A Bevy Of Recipes and Food Porn.
We have many recipes at our disposal, millions. Some websites claim that you can search over 400,00 while others have the power to aggregate over a million. The World's Best Lasagna recipe, said to be the web's most popular recipe, has over 10,700 ratings. It is estimated that the recipe has been viewed over 12 million times. If we assume that a rating means that the dish has definitely been cooked, for all its views, it has a cook rate of less than 1 percent. Even if the reviews were quadrupled, it would still be low. Unfortunately, it suggests that even the most loved recipes are, for the majority, just simple reading pleasure.
Is it because there is just far too much choice? Are people hamstrung by having to actually choose the recipe because choosing wrong seems risky for some reason? After all, you never really know how good a recipe is. Or is it that we need a different way to engage people in the cooking process?
One way to engage people is to harness social media, food blogs, food magazines, food TV and our vast food infrastructure in a different way to get people cooking. It all hinges on the idea that if you have a sure path to eating what is so beautifully presented on all the social media, food blogs and food TV, you will be motivated to get cooking. The one little, nit-picky thing about all this food media is that the experience falls short because you don't actually eat the food. There is no gratification. This is potentially why we have a load of unused recipes and a bevy of food porn that does not move us to act. It could also be why food reality TV shows have taken over. Lets face it, there are only so many times you can watch food being prepared without eating it before your attention gets turned to something with more immediate gratification. But, having the opportunity to actually eat the food presented does 2 things. First, it simply engages users in the whole process with a very positive reward at the end -- great food. Second, it is a teaching moment -- the only way people will know what something should taste like is by eating it. A deeper immersion and complete experience could be the trick to get people into the kitchen.
How Could This Work?
This isn't really complicated. We have great food infrastructure to get this going. All it needs is a bit of coordination and a good numbering system. When a show or blog post is created, it could be given a number that indicates the date and time of airing or web location. Attached to these numbers would be a dataset of food ingredients. The numbers could then be downloaded to participating outlets like grocery stores, restaurants or meal preparation franchises. Any of these outlets could bundle the ingredients or even prepare the dishes ready to eat.
The number and recipe information, including which outlets are participating, could then be tweeted to participants weekly. Consumers would have a choice of how to engage: They could either tune in, or go online and cook along after purchasing the ingredient bundles, or buy the dish ready to eat. The ingredient bundles simplify things greatly, as much of the prep (the most time-consuming part) could be eliminated. Pre-prepared food and ingredients are already happening, so it would not be hard to streamline and bring the pieces together to get people cooking. Although the ready-to-eat seems like an easy out, it still gets people eating well and could still have the potential of growing a better understanding and appreciation of food in general.
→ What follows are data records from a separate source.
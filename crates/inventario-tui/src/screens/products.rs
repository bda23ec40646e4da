//! Products screen: the product table, either complete or filtered to
//! items at or below their minimum stock.

use std::sync::Arc;

use color_eyre::eyre::Result;
use crossterm::event::{KeyCode, KeyEvent, KeyModifiers};
use ratatui::Frame;
use ratatui::layout::{Constraint, Layout, Rect};
use ratatui::style::{Modifier, Style};
use ratatui::text::{Line, Span};
use ratatui::widgets::{Block, BorderType, Borders, Cell, Paragraph, Row, Table, TableState};

use inventario_core::Product;
use inventario_core::view::{self, PRODUCT_COLUMNS, ProductRow, TableBody};

use crate::action::Action;
use crate::component::Component;
use crate::screens::{header_row, render_placeholder};
use crate::theme;

const WIDTHS: [Constraint; 8] = [
    Constraint::Length(10), // código
    Constraint::Min(16),    // nombre
    Constraint::Length(12), // categoría
    Constraint::Length(12), // stock
    Constraint::Length(8),  // mínimo
    Constraint::Length(10), // precio
    Constraint::Length(12), // ubicación
    Constraint::Length(9),  // estado
];

pub struct ProductsScreen {
    focused: bool,
    low_stock_only: bool,
    products: Arc<Vec<Product>>,
    body: TableBody<ProductRow>,
    table_state: TableState,
}

impl ProductsScreen {
    /// Every product.
    pub fn all() -> Self {
        Self::new(false)
    }

    /// Only products at or below their minimum stock.
    pub fn low_stock() -> Self {
        Self::new(true)
    }

    fn new(low_stock_only: bool) -> Self {
        let products = Arc::new(Vec::new());
        let body = Self::build_body(low_stock_only, &products);
        Self {
            focused: false,
            low_stock_only,
            products,
            body,
            table_state: TableState::default(),
        }
    }

    fn build_body(low_stock_only: bool, products: &[Product]) -> TableBody<ProductRow> {
        if low_stock_only {
            view::low_stock_view(products)
        } else {
            view::products_view(products)
        }
    }

    fn rows(&self) -> &[ProductRow] {
        match &self.body {
            TableBody::Rows(rows) => rows,
            TableBody::Placeholder { .. } => &[],
        }
    }

    fn selected_index(&self) -> usize {
        self.table_state.selected().unwrap_or(0)
    }

    fn select(&mut self, idx: usize) {
        let len = self.rows().len();
        if len == 0 {
            self.table_state.select(None);
        } else {
            self.table_state.select(Some(idx.min(len - 1)));
        }
    }

    fn move_selection(&mut self, delta: isize) {
        let len = self.rows().len();
        if len == 0 {
            return;
        }
        #[allow(clippy::cast_possible_wrap)]
        let current = self.selected_index() as isize;
        #[allow(clippy::cast_possible_wrap, clippy::cast_sign_loss)]
        let next = (current + delta).clamp(0, len as isize - 1) as usize;
        self.select(next);
    }

    fn selected_row(&self) -> Option<&ProductRow> {
        self.table_state
            .selected()
            .and_then(|idx| self.rows().get(idx))
    }

    fn title(&self) -> String {
        let count = self.rows().len();
        if self.low_stock_only {
            format!(" Stock bajo ({count}) ")
        } else {
            format!(" Productos ({count}) ")
        }
    }
}

impl Component for ProductsScreen {
    fn handle_key_event(&mut self, key: KeyEvent) -> Result<Option<Action>> {
        match key.code {
            KeyCode::Char('j') | KeyCode::Down => {
                self.move_selection(1);
                Ok(None)
            }
            KeyCode::Char('k') | KeyCode::Up => {
                self.move_selection(-1);
                Ok(None)
            }
            KeyCode::Char('g') => {
                self.select(0);
                Ok(None)
            }
            KeyCode::Char('G') => {
                self.select(usize::MAX);
                Ok(None)
            }
            KeyCode::Char('d') if key.modifiers.contains(KeyModifiers::CONTROL) => {
                self.move_selection(10);
                Ok(None)
            }
            KeyCode::Char('u') if key.modifiers.contains(KeyModifiers::CONTROL) => {
                self.move_selection(-10);
                Ok(None)
            }
            KeyCode::Enter => Ok(self.selected_row().map(|row| Action::NewMovementFor(row.id))),
            _ => Ok(None),
        }
    }

    fn update(&mut self, action: &Action) -> Result<Option<Action>> {
        if let Action::ProductsUpdated(products) = action {
            self.products = Arc::clone(products);
            self.body = Self::build_body(self.low_stock_only, &self.products);
            let len = self.rows().len();
            match self.table_state.selected() {
                None if len > 0 => self.select(0),
                Some(idx) => self.select(idx),
                None => {}
            }
        }
        Ok(None)
    }

    fn render(&self, frame: &mut Frame, area: Rect) {
        let block = Block::default()
            .title(self.title())
            .title_style(theme::title_style())
            .borders(Borders::ALL)
            .border_type(BorderType::Rounded)
            .border_style(if self.focused {
                theme::border_focused()
            } else {
                theme::border_default()
            });

        let inner = block.inner(area);
        frame.render_widget(block, area);

        let layout = Layout::vertical([
            Constraint::Min(1),    // table
            Constraint::Length(1), // hints
        ])
        .split(inner);

        let header = header_row(&PRODUCT_COLUMNS);

        match &self.body {
            TableBody::Placeholder { message, .. } => {
                render_placeholder(frame, layout[0], header, &WIDTHS, message);
            }
            TableBody::Rows(rows) => {
                let rows: Vec<Row> = rows
                    .iter()
                    .map(|p| {
                        Row::new(vec![
                            Cell::from(p.code.clone())
                                .style(Style::default().fg(theme::NEON_CYAN)),
                            Cell::from(p.name.clone()).style(
                                Style::default()
                                    .fg(theme::DIM_WHITE)
                                    .add_modifier(Modifier::BOLD),
                            ),
                            Cell::from(p.category.clone()),
                            Cell::from(p.stock.clone()).style(theme::stock_level(p.stock_level)),
                            Cell::from(p.min_stock.clone()),
                            Cell::from(p.price.clone()).style(Style::default().fg(theme::CORAL)),
                            Cell::from(p.location.clone()),
                            Cell::from(p.status.text.clone()).style(theme::tone(p.status.tone)),
                        ])
                        .style(theme::table_row())
                    })
                    .collect();

                let table = Table::new(rows, WIDTHS)
                    .header(header)
                    .row_highlight_style(theme::table_selected())
                    .highlight_symbol("▸");

                let mut state = self.table_state;
                frame.render_stateful_widget(table, layout[0], &mut state);
            }
        }

        let hints = Line::from(vec![
            Span::styled("  j/k ", theme::key_hint_key()),
            Span::styled("mover  ", theme::key_hint()),
            Span::styled("Enter ", theme::key_hint_key()),
            Span::styled("movimiento  ", theme::key_hint()),
            Span::styled("n ", theme::key_hint_key()),
            Span::styled("nuevo producto", theme::key_hint()),
        ]);
        frame.render_widget(Paragraph::new(hints), layout[1]);
    }

    fn set_focused(&mut self, focused: bool) {
        self.focused = focused;
    }

    fn id(&self) -> &'static str {
        if self.low_stock_only {
            "LowStock"
        } else {
            "Products"
        }
    }
}

#[cfg(test)]
#[allow(clippy::unwrap_used)]
mod tests {
    use super::*;
    use crossterm::event::KeyEventKind;
    use pretty_assertions::assert_eq;

    fn product(id: i64, stock: f64, min: f64) -> Product {
        Product {
            id,
            code: format!("P-{id}"),
            name: format!("Producto {id}"),
            category: None,
            stock,
            min_stock: min,
            unit: None,
            unit_price: None,
            location: None,
            notes: None,
            active: true,
            created_at: None,
            updated_at: None,
        }
    }

    fn press(code: KeyCode) -> KeyEvent {
        KeyEvent {
            code,
            modifiers: KeyModifiers::NONE,
            kind: KeyEventKind::Press,
            state: crossterm::event::KeyEventState::NONE,
        }
    }

    fn loaded(mut screen: ProductsScreen, products: Vec<Product>) -> ProductsScreen {
        screen
            .update(&Action::ProductsUpdated(Arc::new(products)))
            .unwrap();
        screen
    }

    #[test]
    fn low_stock_screen_filters_rows() {
        let screen = loaded(
            ProductsScreen::low_stock(),
            vec![product(1, 10.0, 2.0), product(2, 2.0, 2.0)],
        );
        let ids: Vec<i64> = screen.rows().iter().map(|r| r.id).collect();
        assert_eq!(ids, vec![2]);
    }

    #[test]
    fn enter_opens_movement_for_selected_product() {
        let mut screen = loaded(
            ProductsScreen::all(),
            vec![product(1, 5.0, 1.0), product(7, 5.0, 1.0)],
        );
        screen.handle_key_event(press(KeyCode::Down)).unwrap();

        let action = screen.handle_key_event(press(KeyCode::Enter)).unwrap();
        assert!(matches!(action, Some(Action::NewMovementFor(7))));
    }

    #[test]
    fn empty_table_has_no_selection() {
        let mut screen = loaded(ProductsScreen::all(), Vec::new());
        assert!(matches!(screen.body, TableBody::Placeholder { .. }));
        assert!(screen.handle_key_event(press(KeyCode::Enter)).unwrap().is_none());
    }

    #[test]
    fn selection_is_clamped_when_rows_shrink() {
        let mut screen = loaded(
            ProductsScreen::all(),
            vec![product(1, 5.0, 1.0), product(2, 5.0, 1.0), product(3, 5.0, 1.0)],
        );
        screen.handle_key_event(press(KeyCode::Char('G'))).unwrap();
        assert_eq!(screen.selected_index(), 2);

        let screen = loaded(screen, vec![product(1, 5.0, 1.0)]);
        assert_eq!(screen.selected_index(), 0);
    }
}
How Do We Choose Which Shows and Blogs?
We already know what basics we need to teach. A simple curriculum is needed, which could be created with the help of the many cooking academies and colleges. Each learning plan could include realistic goals, a list of basic skills to be covered and tools and techniques that would be in focus. Food stars and bloggers alike could then note which of these skills, tools and techniques a particular show or blog highlights. The shows and blogs are chosen by the consumers who follow the basic curriculum however it fits their needs. At the end of the lesson, users could tweet feedback or go to a Facebook page to comment, which could be used to improve the whole program. And, since there would be no shortage of ways to sponsor the operation, funding should be obtainable. We could envision many great partnerships coming from it. Perhaps the food industry or USDA could grant academic institutions money to run the program -- there are many out there that could do it. For those who don't have Internet or TV, this would be a great program for community centers to provide. No matter how it is done, one major goal is to make sure that the program is accessible to the masses.
Giving people a sure path to eating what they see on blogs and food TV could be the powerful enabler we need to get people cooking. With social media, food blogs and TV, our food infrastructure and a good teaching plan, we can turn our unused recipes and swell of food porn into something which transforms our culture from one of food voyeurs, to one that is engaged more fully and involved in the critically important world of food. Maybe we could finally get everyone to taste the world's best lasagna.
How do you think we could get more people cooking?